= Problem statement =
Could you reproduce, word for word, everything below from the line containing "Module / 基础设施模块" down to the line containing "pub mod source;", with both of those lines included and no others?

= Information =
________________
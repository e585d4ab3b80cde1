//! # Infrastructure Module / 基础设施模块
//!
//! This module provides infrastructure services for Result Inspector,
//! including result sources, file system operations, and i18n support.
//!
//! 此模块为 Result Inspector 提供基础设施服务，
//! 包括结果数据源、文件系统操作和国际化支持。

pub mod fs;
pub mod source;

// Re-export i18n functions for easier access
pub use rust_i18n::t;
________________
= Result of this task =
//! # Infrastructure Module / 基础设施模块
//!
//! This module provides infrastructure services for Result Inspector,
//! including result sources, file system operations, and i18n support.
//!
//! 此模块为 Result Inspector 提供基础设施服务，
//! 包括结果数据源、文件系统操作和国际化支持。

pub mod fs;
pub mod source;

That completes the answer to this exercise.